RFC: Semantic highlighting

Hi,

I am starting to work on semantic highlighting in clangd.

There's currently no mention of that in LSP but it seems like this proposal is on the right path to get accepted:
https://github.com/Microsoft/vscode-languageserver-node/pull/367

TLDR: the proposal introduces new capabilities and server notification.
- New client boolean capability flag.
- New server capability - server shares a lookup table of semantic categories with client in response.
- Semantic categories are defined by TextMate scopes. Scope Naming
- Server sends notifications containing line number, column number, length and semantic category (index in the lookup table).
- Server is responsible for sending only delta information (not full document every time).
- Server is responsible for ignoring trivial shift edits to documents (e. g. newline at the start of the document).

My intention is to implement interface from the proposal.

Does anyone have any thoughts on this?

Thanks.

Jan

Does anyone have any thoughts on this?

Lack of semantic highlighting is the main reason I still use cquery rather than clangd for C++ development, so I'm very excited to see this implemented!

Cheers,
Nate

Sounds great, Jan.
This has been one of those things we’d hoped to get around to, but never quite made it to the top of the pile.
The protocol looks pretty sensible to me. I’m a bit nervous that there doesn’t seem to be a high-quality VSCode implementation to check our work against yet - I guess we can use Theia.
Still, I think the best way to start is go ahead with a minimal implementation (without worrying about deltas etc yet) to demonstrate it’ll work.

Some issues to think about:

What’s the basic implementation idea?

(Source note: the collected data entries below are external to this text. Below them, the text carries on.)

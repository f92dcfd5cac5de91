pub mod blob_store;
pub mod message_repository;
pub mod thread_repository;

use async_trait::async_trait;

use crate::errors::AppError;
use crate::models::{Message, MessageCompletion, MessageStatus, Thread, TitleStatus};

use self::message_repository::MessageRepository;
use self::thread_repository::ThreadRepository;

/// Persistence gateway used by the lineage resolver, the stream hub and the
/// chat service.
#[async_trait]
pub trait ChatStore: Send + Sync {
    async fn find_message(&self, id: &str) -> Result<Option<Message>, AppError>;

    /// Inserts every message in one transaction.
    async fn insert_messages(&self, messages: &[Message]) -> Result<(), AppError>;

    async fn set_message_status(&self, id: &str, status: MessageStatus) -> Result<(), AppError>;

    /// Writes status, parts and meta of a finished generation as one update.
    async fn complete_message(&self, id: &str, completion: &MessageCompletion) -> Result<(), AppError>;

    /// The caller's stored upstream credential, if any.
    async fn find_api_key(&self, owner_user_id: &str) -> Result<Option<String>, AppError>;

    async fn find_thread(&self, id: &str) -> Result<Option<Thread>, AppError>;

    async fn insert_thread(&self, thread: &Thread) -> Result<(), AppError>;

    async fn set_thread_title(&self, id: &str, title: &str, status: TitleStatus) -> Result<(), AppError>;

    async fn set_thread_title_status(&self, id: &str, status: TitleStatus) -> Result<(), AppError>;
}

/// Raw attachment bytes, addressed by `(base path, owning message id, file name)`.
#[async_trait]
pub trait BlobStore: Send + Sync {
    async fn read(&self, base_path: &str, message_id: &str, file_name: &str) -> Result<Vec<u8>, AppError>;
}

/// Postgres-backed [`ChatStore`].
#[derive(Clone)]
pub struct PgChatStore {
    messages: MessageRepository,
    threads: ThreadRepository,
}

impl PgChatStore {
    pub fn new(messages: MessageRepository, threads: ThreadRepository) -> Self {
        Self { messages, threads }
    }
}

#[async_trait]
impl ChatStore for PgChatStore {
    async fn find_message(&self, id: &str) -> Result<Option<Message>, AppError> {
        self.messages.find_by_id(id).await
    }

    async fn insert_messages(&self, messages: &[Message]) -> Result<(), AppError> {
        self.messages.save_all(messages).await
    }

    async fn set_message_status(&self, id: &str, status: MessageStatus) -> Result<(), AppError> {
        self.messages.update_status(id, status).await
    }

    async fn complete_message(&self, id: &str, completion: &MessageCompletion) -> Result<(), AppError> {
        self.messages.complete(id, completion).await
    }

    async fn find_api_key(&self, owner_user_id: &str) -> Result<Option<String>, AppError> {
        self.messages.find_api_key(owner_user_id).await
    }

    async fn find_thread(&self, id: &str) -> Result<Option<Thread>, AppError> {
        self.threads.find_by_id(id).await
    }

    async fn insert_thread(&self, thread: &Thread) -> Result<(), AppError> {
        self.threads.save(thread).await.map(|_| ())
    }

    async fn set_thread_title(&self, id: &str, title: &str, status: TitleStatus) -> Result<(), AppError> {
        self.threads.update_title(id, title, status).await
    }

    async fn set_thread_title_status(&self, id: &str, status: TitleStatus) -> Result<(), AppError> {
        self.threads.update_title_status(id, status).await
    }
}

Traverse the main-file AST after every edit, collect spans, diff them at the end? Do we do this synchronously as part of the diagnostics cycle? Latency seems likely to be ~1 second with this approach, and never under 500ms (because of the debouncing of continuous AST rebuilds).
I don’t see something fundamentally better, other than tracking dirty regions and only traversing decls that intersect them. My intuition says that wouldn’t save much, as we have to build the whole AST, which should be much slower than traversing it.

What to do before first parse? (In particular when preamble is slow)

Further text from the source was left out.